April was the bloodiest month in the history of the Afghan war. At least 33 members of the U.S. military were killed and many more were seriously wounded. So, where is the coverage and news regarding the casualty counts. That was them; this is now! The networks aren’t about to report bad news regarding the war. What about Fox News? FNC is trying to reposition itself as part of the mainstream media that it seldom covers little things like this or much else that will embarrass Barack Obama. Roger Ailes new marketing plan is to position FNC just to the right of CNN.
Tom Sileo hasn’t forgotten. Tom maintains a blog dedicated to the heroes in our military. He writes about the horrid month that April was and calls out the media:
Most Americans realize that today marks the one-year anniversary of Osama bin Laden’s death at the hands of courageous Navy SEALs. Yet many of the same citizens, conditioned by a national media that pays scant attention to the military’s daily sacrifices, probably don’t realize that 2012’s bloodiest month of fighting in Afghanistan has just concluded.
As this blog and others discussed all month, April was difficult for our troops in Afghanistan and their families at home. According to an unofficial count by icasualities.org, at least 33 U.S. service members were killed in Afghanistan during the month of April. This number doesn’t include seriously wounded heroes like Staff Sgt. Travis Mills, who lost his arms and legs in an Apr. 10 terrorist attack.

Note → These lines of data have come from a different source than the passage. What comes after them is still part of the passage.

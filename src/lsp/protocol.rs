//! JSON-RPC 2.0 message model and classification
//!
//! Turns decoded JSON documents into [`Request`], [`Response`] or
//! [`Notification`] values. All three serialize to their JSON-RPC 2.0 wire
//! form with the `jsonrpc` member added.

use serde::{Deserialize, Serialize, Serializer};
use serde_json::Value;
use std::fmt;

use crate::lsp::error::ProtocolError;
use crate::lsp::jsonrpc_utils::JSONRPC_VERSION;

// ============================================================================
// JSON-RPC Types
// ============================================================================

/// Request identifier: integer for requests this client issues, integer or
/// string for requests the server issues
#[derive(Debug, Clone, PartialEq, Eq, Hash, Serialize, Deserialize)]
#[serde(untagged)]
pub enum RequestId {
    Integer(i64),
    String(String),
}

impl fmt::Display for RequestId {
    fn fmt(&self, f: &mut fmt::Formatter<'_>) -> fmt::Result {
        match self {
            RequestId::Integer(id) => write!(f, "{id}"),
            RequestId::String(id) => write!(f, "{id:?}"),
        }
    }
}

impl From<i64> for RequestId {
    fn from(id: i64) -> Self {
        RequestId::Integer(id)
    }
}

impl From<&str> for RequestId {
    fn from(id: &str) -> Self {
        RequestId::String(id.to_string())
    }
}

impl From<String> for RequestId {
    fn from(id: String) -> Self {
        RequestId::String(id)
    }
}

/// JSON-RPC 2.0 request message
#[derive(Debug, Clone, PartialEq)]
pub struct Request {
    pub id: RequestId,
    pub method: String,
    pub params: Option<Value>,
}

/// JSON-RPC 2.0 notification message (no response expected)
#[derive(Debug, Clone, PartialEq)]
pub struct Notification {
    pub method: String,
    pub params: Option<Value>,
}

/// JSON-RPC 2.0 response message
///
/// Exactly one of result or error is present on the wire, so the payload is a
/// `Result`. A `null` result (as `shutdown` returns) is `Ok(Value::Null)`.
#[derive(Debug, Clone, PartialEq)]
pub struct Response {
    pub id: RequestId,
    pub payload: Result<Value, ResponseError>,
}

/// JSON-RPC error object
#[derive(Debug, Clone, PartialEq, Serialize, Deserialize)]
pub struct ResponseError {
    /// Error code
    pub code: i32,

    /// Error message
    pub message: String,

    /// Optional additional data
    #[serde(default, skip_serializing_if = "Option::is_none")]
    pub data: Option<Value>,
}

impl fmt::Display for ResponseError {
    fn fmt(&self, f: &mut fmt::Formatter<'_>) -> fmt::Result {
        write!(f, "{} ({})", self.message, self.code)
    }
}

/// Any JSON-RPC message
#[derive(Debug, Clone, PartialEq)]
pub enum Message {
    Request(Request),
    Response(Response),
    Notification(Notification),
}

// ============================================================================
// Wire Format
// ============================================================================

#[derive(Serialize)]
struct WireRequest<'a> {
    jsonrpc: &'static str,
    id: &'a RequestId,
    method: &'a str,
    #[serde(skip_serializing_if = "Option::is_none")]
    params: Option<&'a Value>,
}

#[derive(Serialize)]
struct WireNotification<'a> {
    jsonrpc: &'static str,
    method: &'a str,
    #[serde(skip_serializing_if = "Option::is_none")]
    params: Option<&'a Value>,
}

/// Exactly one of `result` and `error` is set; a `null` result stays on the wire
#[derive(Serialize)]
struct WireResponse<'a> {
    jsonrpc: &'static str,
    id: &'a RequestId,
    #[serde(skip_serializing_if = "Option::is_none")]
    result: Option<&'a Value>,
    #[serde(skip_serializing_if = "Option::is_none")]
    error: Option<&'a ResponseError>,
}

impl Request {
    pub fn new(id: impl Into<RequestId>, method: impl Into<String>, params: Option<Value>) -> Self {
        Self {
            id: id.into(),
            method: method.into(),
            params,
        }
    }
}

impl Serialize for Request {
    fn serialize<S: Serializer>(&self, serializer: S) -> Result<S::Ok, S::Error> {
        WireRequest {
            jsonrpc: JSONRPC_VERSION,
            id: &self.id,
            method: &self.method,
            params: self.params.as_ref(),
        }
        .serialize(serializer)
    }
}

impl Notification {
    pub fn new(method: impl Into<String>, params: Option<Value>) -> Self {
        Self {
            method: method.into(),
            params,
        }
    }
}

impl Serialize for Notification {
    fn serialize<S: Serializer>(&self, serializer: S) -> Result<S::Ok, S::Error> {
        WireNotification {
            jsonrpc: JSONRPC_VERSION,
            method: &self.method,
            params: self.params.as_ref(),
        }
        .serialize(serializer)
    }
}

impl Serialize for Response {
    fn serialize<S: Serializer>(&self, serializer: S) -> Result<S::Ok, S::Error> {
        WireResponse {
            jsonrpc: JSONRPC_VERSION,
            id: &self.id,
            result: self.payload.as_ref().ok(),
            error: self.payload.as_ref().err(),
        }
        .serialize(serializer)
    }
}

// ============================================================================
// Classification
// ============================================================================

/// Classify a decoded JSON document.
///
/// A `method` member makes it a call: a [`Request`] with an `id`, a
/// [`Notification`] without. An `id` with no `method` makes it a
/// [`Response`], which must carry exactly one of `result` and `error`.
/// A `null` `params` or `error` member is treated as absent.
pub fn classify(value: Value) -> Result<Message, ProtocolError> {
    let mut object = match value {
        Value::Object(object) => object,
        other => {
            return Err(ProtocolError::malformed(format!(
                "message is not a JSON object: {other}"
            )));
        }
    };

    let id = object.remove("id").map(parse_id).transpose()?;

    match (object.remove("method"), id) {
        (Some(method), id) => {
            let method = match method {
                Value::String(method) => method,
                other => {
                    return Err(ProtocolError::malformed(format!(
                        "method must be a string, got {other}"
                    )));
                }
            };
            let params = object.remove("params").filter(|params| !params.is_null());

            Ok(match id {
                Some(id) => Message::Request(Request { id, method, params }),
                None => Message::Notification(Notification { method, params }),
            })
        }
        (None, Some(id)) => {
            let result = object.remove("result");
            let error = object.remove("error").filter(|error| !error.is_null());

            let payload = match (result, error) {
                (Some(result), None) => Ok(result),
                (None, Some(error)) => Err(serde_json::from_value::<ResponseError>(error)
                    .map_err(|e| {
                        ProtocolError::malformed(format!("response {id} has invalid error: {e}"))
                    })?),
                (Some(_), Some(_)) => {
                    return Err(ProtocolError::malformed(format!(
                        "response {id} has both result and error"
                    )));
                }
                (None, None) => {
                    return Err(ProtocolError::malformed(format!(
                        "response {id} has neither result nor error"
                    )));
                }
            };

            Ok(Message::Response(Response { id, payload }))
        }
        (None, None) => Err(ProtocolError::malformed(
            "message has neither id nor method",
        )),
    }
}

fn parse_id(id: Value) -> Result<RequestId, ProtocolError> {
    match id {
        Value::Number(number) => number.as_i64().map(RequestId::Integer).ok_or_else(|| {
            ProtocolError::malformed(format!("request id must be an integer, got {number}"))
        }),
        Value::String(id) => Ok(RequestId::String(id)),
        other => Err(ProtocolError::malformed(format!(
            "request id must be an integer or string, got {other}"
        ))),
    }
}

#[cfg(test)]
mod tests {
    use super::*;
    use serde_json::json;

    fn malformed(value: Value) -> String {
        match classify(value) {
            Err(ProtocolError::Malformed(reason)) => reason,
            other => panic!("Expected Malformed error, got: {other:?}"),
        }
    }

    #[test]
    fn test_classify_request() {
        let message = classify(json!({
            "jsonrpc": "2.0",
            "id": 7,
            "method": "window/showMessageRequest",
            "params": {"type": 1, "message": "pick"}
        }))
        .unwrap();

        assert_eq!(
            message,
            Message::Request(Request::new(
                7i64,
                "window/showMessageRequest",
                Some(json!({"type": 1, "message": "pick"}))
            ))
        );
    }

    #[test]
    fn test_classify_notification_with_string_method_and_no_params() {
        let message = classify(json!({"jsonrpc": "2.0", "method": "exit"})).unwrap();
        assert_eq!(message, Message::Notification(Notification::new("exit", None)));
    }

    #[test]
    fn test_classify_null_params_is_absent() {
        let message = classify(json!({"method": "exit", "params": null})).unwrap();
        assert_eq!(message, Message::Notification(Notification::new("exit", None)));
    }

    #[test]
    fn test_classify_response_with_result() {
        let message = classify(json!({"jsonrpc": "2.0", "id": 0, "result": {"capabilities": {}}})).unwrap();
        assert_eq!(
            message,
            Message::Response(Response {
                id: RequestId::Integer(0),
                payload: Ok(json!({"capabilities": {}})),
            })
        );
    }

    #[test]
    fn test_classify_response_with_null_result() {
        let message = classify(json!({"jsonrpc": "2.0", "id": "abc", "result": null})).unwrap();
        assert_eq!(
            message,
            Message::Response(Response {
                id: RequestId::from("abc"),
                payload: Ok(Value::Null),
            })
        );
    }

    #[test]
    fn test_classify_response_with_error() {
        let message = classify(json!({
            "jsonrpc": "2.0",
            "id": 3,
            "error": {"code": -32603, "message": "boom", "data": [1]}
        }))
        .unwrap();

        let Message::Response(response) = message else {
            panic!("Expected response");
        };
        assert!(response.payload.is_err());
        assert_eq!(
            response.payload,
            Err(ResponseError {
                code: -32603,
                message: "boom".to_string(),
                data: Some(json!([1])),
            })
        );
    }

    #[test]
    fn test_classify_rejects_non_object() {
        assert!(malformed(json!([1, 2])).contains("not a JSON object"));
    }

    #[test]
    fn test_classify_rejects_missing_id_and_method() {
        assert!(malformed(json!({"jsonrpc": "2.0", "result": 1})).contains("neither id nor method"));
    }

    #[test]
    fn test_classify_rejects_result_and_error() {
        let reason = malformed(json!({
            "id": 1,
            "result": {},
            "error": {"code": 1, "message": "x"}
        }));
        assert!(reason.contains("both result and error"));
    }

    #[test]
    fn test_classify_rejects_response_without_payload() {
        assert!(malformed(json!({"id": 1})).contains("neither result nor error"));
    }

    #[test]
    fn test_classify_rejects_bad_ids_and_methods() {
        malformed(json!({"id": null, "result": 1}));
        malformed(json!({"id": 1.5, "result": 1}));
        malformed(json!({"id": true, "method": "x"}));
        malformed(json!({"method": 42}));
        malformed(json!({"id": 1, "error": {"message": "no code"}}));
    }

    #[test]
    fn test_request_id_kinds_are_distinct() {
        assert_ne!(RequestId::Integer(0), RequestId::from("0"));
        assert_eq!(RequestId::Integer(0).to_string(), "0");
        assert_eq!(RequestId::from("0").to_string(), "\"0\"");
    }

    #[test]
    fn test_wire_shapes() {
        assert_eq!(
            serde_json::to_value(Request::new(0i64, "shutdown", None)).unwrap(),
            json!({"jsonrpc": "2.0", "id": 0, "method": "shutdown"})
        );
        assert_eq!(
            serde_json::to_value(Notification::new("initialized", Some(json!({})))).unwrap(),
            json!({"jsonrpc": "2.0", "method": "initialized", "params": {}})
        );
        assert_eq!(
            serde_json::to_value(Response {
                id: RequestId::from("s1"),
                payload: Ok(Value::Null),
            })
            .unwrap(),
            json!({"jsonrpc": "2.0", "id": "s1", "result": null})
        );
        assert_eq!(
            serde_json::to_value(Response {
                id: RequestId::Integer(4),
                payload: Err(ResponseError {
                    code: -32601,
                    message: "nope".to_string(),
                    data: None,
                }),
            })
            .unwrap(),
            json!({"jsonrpc": "2.0", "id": 4, "error": {"code": -32601, "message": "nope"}})
        );
    }
}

During the year Osama bin Laden was killed, the war in Afghanistan made up just two percent of American news media coverage, according to the Pew Research Center’s Project for Excellence in Journalism. If you add in coverage of bin Laden’s death in Pakistan, the number is four percent. Based on the media’s behavior so far this year, I would not be surprised if the death of Whitney Houston wound up generating just as much news coverage as the Afghanistan conflict in 2012.
On Monday — the last day of a month in which at least 33 American troops were killed — I saw a lengthy segment on Fox News about the one-year anniversary of Prince William’s marriage to Kate Middleton. Since trivialities like a couple’s anniversary are now deemed newsworthy by Fox and its competitors, one should not be surprised at the amount of stories we’re seeing today about bin Laden. Today is simply another anniversary for the media to talk about.
Today is not just another day in the mountains of Afghanistan, where thousands of Americans who volunteered to fight for our country are separated from their loved ones. Some of these units have held memorial services for their friends over the past month, while others are thinking about their wounded brothers and sisters hospitalized in Bethesda, Md., and elsewhere.